なぜ、今になって?混乱しながらも、自分と向き合いながら
一歩一歩前に進もうと頑張る物語です。
現在のOL生活と過去の恋人との日々を交互に進行していきます。恋人との出会いシーンでは、「暗渠(埋没してある川のこと)」というブラタモリやタモリ倶楽部などでしか聞けない言葉が、まさかここで登場するとは驚きでした。二人の会話は瑞々しく描かれていて、良い未来を築くかと思いきや、段々と主人公の心の中の不穏な空気が流れていきます。現在のパートでは発覚した後の心の不安定さが、丁寧に描かれていました。「ナイルパーチの女子会」でもそうでしたが、心のぐらつきの描写が上手い印象で、読み手にもぐらつき感が伝わるので、そこは素晴らしいなと思いました。
ネット流出ではありますが、そんなに拡散されず、ぼや程度なので、ネットの恐ろしさを伝えるというよりは、被害者側の心理描写を中心に描かれています。
一人で抱え込まずに勇気を振り絞って行動するのですが、意外とあっさりと家族や友人に相談するので、勇気あるなと感心してしまいました。
全体的には、軽めに恐怖を演出しているので、読みやすいのではないかと思いました。
主人公の勇気ある行動、「自分自身」を取り戻そうとする姿にはエールを送りたいです。
理解ある家族や友人で本当に良かったなと思いました。
ただ最後は、主人公がどう克服していくのかですが、個人的にはこういった発想はありませんでした。
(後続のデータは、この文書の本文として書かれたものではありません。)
//! Reverse routing: building URLs from route names.

use percent_encoding::{utf8_percent_encode, AsciiSet, NON_ALPHANUMERIC};

use crate::error::UnresolvedRoute;
use crate::pattern::{Param, Segment};
use crate::route::Route;
use crate::table::RouteTable;

/// Characters left unescaped in a path segment or query component.
const COMPONENT: &AsciiSet = &NON_ALPHANUMERIC
    .remove(b'-')
    .remove(b'_')
    .remove(b'.')
    .remove(b'~');

fn encode(value: &str) -> String {
    utf8_percent_encode(value, COMPONENT).to_string()
}

impl RouteTable {
    /// Builds the path of a named route.
    ///
    /// Missing optional parameters are omitted (their default is not
    /// substituted). An empty value counts as missing, since an empty path
    /// segment never matches. Parameters of the route's domain pattern are
    /// left out of the path form. Any other parameter the route does not
    /// declare is appended as a query string in the order given.
    ///
    /// # Example
    ///
    /// ```rust
    /// use waypoint_router::{RouteDefinition, RouteTable};
    ///
    /// let mut table = RouteTable::new();
    /// table.register(RouteDefinition::get("/users/{id}", "users.show").name("users.show"))?;
    ///
    /// let url = table.url_for("users.show", &[("id", "7"), ("tab", "posts")]).unwrap();
    /// assert_eq!(url, "/users/7?tab=posts");
    /// # Ok::<(), waypoint_router::RouteError>(())
    /// ```
    pub fn url_for(&self, name: &str, params: &[(&str, &str)]) -> Result<String, UnresolvedRoute> {
        let route = self
            .by_name(name)
            .ok_or_else(|| UnresolvedRoute::UnknownName {
                name: name.to_string(),
            })?;

        let mut used: Vec<&str> = route
            .domain()
            .map(|domain| domain.params().map(|param| param.name.as_str()).collect())
            .unwrap_or_default();
        let path = build_path(route, name, params, &mut used)?;
        Ok(append_query(path, params, &used))
    }

    /// Builds an absolute URL for a named route.
    ///
    /// Routes with a domain pattern have their host parameters filled from
    /// `params`; routes without one use `default_host`.
    pub fn absolute_url_for(
        &self,
        name: &str,
        params: &[(&str, &str)],
        scheme: &str,
        default_host: &str,
    ) -> Result<String, UnresolvedRoute> {
        let route = self
            .by_name(name)
            .ok_or_else(|| UnresolvedRoute::UnknownName {
                name: name.to_string(),
            })?;

        let mut used = Vec::new();
        let host = match route.domain() {
            Some(domain) => {
                let mut labels = Vec::with_capacity(domain.segments().len());
                for segment in domain.segments() {
                    match segment {
                        Segment::Literal(literal) => labels.push(literal.clone()),
                        Segment::Param(param) => {
                            let value = required_value(param, name, params)?;
                            used.push(param.name.as_str());
                            labels.push(value.to_string());
                        }
                    }
                }
                labels.join(".")
            }
            None => default_host.to_string(),
        };

        let path = build_path(route, name, params, &mut used)?;
        Ok(format!("{scheme}://{host}{}", append_query(path, params, &used)))
    }
}

fn lookup<'p>(params: &[(&'p str, &'p str)], name: &str) -> Option<&'p str> {
    params
        .iter()
        .find(|(k, _)| *k == name)
        .map(|&(_, v)| v)
        .filter(|v| !v.is_empty())
}

fn required_value<'p>(
    param: &Param,
    route: &str,
    params: &[(&'p str, &'p str)],
) -> Result<&'p str, UnresolvedRoute> {
    let value = lookup(params, &param.name).ok_or_else(|| UnresolvedRoute::MissingParameter {
        name: route.to_string(),
        param: param.name.clone(),
    })?;
    check_constraint(param, route, value)?;
    Ok(value)
}

fn check_constraint(param: &Param, route: &str, value: &str) -> Result<(), UnresolvedRoute> {
    if param.accepts(value) {
        Ok(())
    } else {
        Err(UnresolvedRoute::ConstraintViolation {
            name: route.to_string(),
            param: param.name.clone(),
            value: value.to_string(),
        })
    }
}

fn build_path<'r>(
    route: &'r Route,
    name: &str,
    params: &[(&str, &str)],
    used: &mut Vec<&'r str>,
) -> Result<String, UnresolvedRoute> {
    let mut path = String::new();
    for segment in route.pattern().segments() {
        match segment {
            Segment::Literal(literal) => {
                path.push('/');
                path.push_str(&encode(literal));
            }
            Segment::Param(param) if param.optional => {
                // Optional segments are trailing, so stop at the first gap.
                let Some(value) = lookup(params, &param.name) else {
                    break;
                };
                check_constraint(param, name, value)?;
                used.push(param.name.as_str());
                path.push('/');
                path.push_str(&encode(value));
            }
            Segment::Param(param) => {
                let value = required_value(param, name, params)?;
                used.push(param.name.as_str());
                path.push('/');
                path.push_str(&encode(value));
            }
        }
    }
    if path.is_empty() {
        path.push('/');
    }
    Ok(path)
}

fn append_query(mut path: String, params: &[(&str, &str)], used: &[&str]) -> String {
    let mut first = true;
    for (key, value) in params.iter().filter(|(k, _)| !used.contains(k)) {
        path.push(if first { '?' } else { '&' });
        first = false;
        path.push_str(&encode(key));
        path.push('=');
        path.push_str(&encode(value));
    }
    path
}

#[cfg(test)]
mod tests {
    use super::*;
    use crate::{GroupAttributes, RouteDefinition};

    fn table() -> RouteTable {
        let mut table = RouteTable::new();
        table
            .register(
                RouteDefinition::get("/users/{id}/posts/{post?}", "posts.show")
                    .name("posts.show")
                    .where_number("id"),
            )
            .unwrap();
        table
            .register(RouteDefinition::get("/", "home").name("home"))
            .unwrap();
        table
            .group(
                GroupAttributes::new().domain("{account}.example.com").name("tenant."),
                |t| {
                    t.register(RouteDefinition::get("/dashboard", "dash").name("dashboard"))?;
                    Ok(())
                },
            )
            .unwrap();
        table
    }

    #[test]
    fn test_url_for_fills_params() {
        let url = table().url_for("posts.show", &[("id", "1"), ("post", "hello")]).unwrap();
        assert_eq!(url, "/users/1/posts/hello");
    }

    #[test]
    fn test_url_for_omits_missing_optional() {
        let url = table().url_for("posts.show", &[("id", "1")]).unwrap();
        assert_eq!(url, "/users/1/posts");
    }

    #[test]
    fn test_url_for_extra_params_become_query() {
        let url = table()
            .url_for("posts.show", &[("id", "1"), ("page", "2"), ("q", "a b")])
            .unwrap();
        assert_eq!(url, "/users/1/posts?page=2&q=a%20b");
    }

    #[test]
    fn test_url_for_encodes_values() {
        let url = table().url_for("posts.show", &[("id", "1"), ("post", "a/b")]).unwrap();
        assert_eq!(url, "/users/1/posts/a%2Fb");
    }

    #[test]
    fn test_url_for_root() {
        assert_eq!(table().url_for("home", &[]).unwrap(), "/");
    }

    #[test]
    fn test_url_for_unknown_name() {
        let err = table().url_for("nope", &[]).unwrap_err();
        assert!(matches!(err, UnresolvedRoute::UnknownName { .. }));
    }

    #[test]
    fn test_url_for_missing_required() {
        let err = table().url_for("posts.show", &[]).unwrap_err();
        assert_eq!(
            err,
            UnresolvedRoute::MissingParameter {
                name: "posts.show".to_string(),
                param: "id".to_string(),
            }
        );
    }

    #[test]
    fn test_url_for_empty_required_is_missing() {
        let mut table = RouteTable::new();
        table
            .register(RouteDefinition::get("/users/{id}/posts", "posts.index").name("p"))
            .unwrap();

        let err = table.url_for("p", &[("id", "")]).unwrap_err();
        assert_eq!(
            err,
            UnresolvedRoute::MissingParameter {
                name: "p".to_string(),
                param: "id".to_string(),
            }
        );
        assert!(table.url_for("p", &[("id", "5")]).is_ok());
    }

    #[test]
    fn test_url_for_empty_optional_is_omitted() {
        let url = table().url_for("posts.show", &[("id", "1"), ("post", "")]).unwrap();
        assert_eq!(url, "/users/1/posts");
        assert!(table().match_route(&http::Method::GET, None, &url).is_ok());
    }

    #[test]
    fn test_url_for_keeps_domain_params_out_of_query() {
        let url = table()
            .url_for("tenant.dashboard", &[("account", "acme"), ("tab", "usage")])
            .unwrap();
        assert_eq!(url, "/dashboard?tab=usage");
    }

    #[test]
    fn test_url_for_constraint_violation() {
        let err = table().url_for("posts.show", &[("id", "abc")]).unwrap_err();
        assert!(matches!(err, UnresolvedRoute::ConstraintViolation { ref value, .. } if value == "abc"));
    }

    #[test]
    fn test_absolute_url_with_domain() {
        let url = table()
            .absolute_url_for("tenant.dashboard", &[("account", "acme")], "https", "localhost")
            .unwrap();
        assert_eq!(url, "https://acme.example.com/dashboard");
    }

    #[test]
    fn test_absolute_url_default_host() {
        let url = table()
            .absolute_url_for("posts.show", &[("id", "3")], "http", "localhost:8080")
            .unwrap();
        assert_eq!(url, "http://localhost:8080/users/3/posts");
    }

    #[test]
    fn test_url_round_trips_through_matcher() {
        let table = table();
        let url = table.url_for("posts.show", &[("id", "9"), ("post", "caf\u{e9}")]).unwrap();
        let found = table.match_route(&http::Method::GET, None, &url).unwrap();
        assert_eq!(found.route.name(), Some("posts.show"));
        assert_eq!(found.param("post"), Some("caf\u{e9}"));
    }
}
目には目を、歯には歯を、裸には裸をということなのでしょうか。
人それぞれですが、何とも・・・というのが正直な感想でした。
裸に限らず、自分の画像がもしかしたら知らず知らずのうちに流用されているかもしれません。
そうなった時、自分だったらどうするか?
色々考えさせられた作品でした。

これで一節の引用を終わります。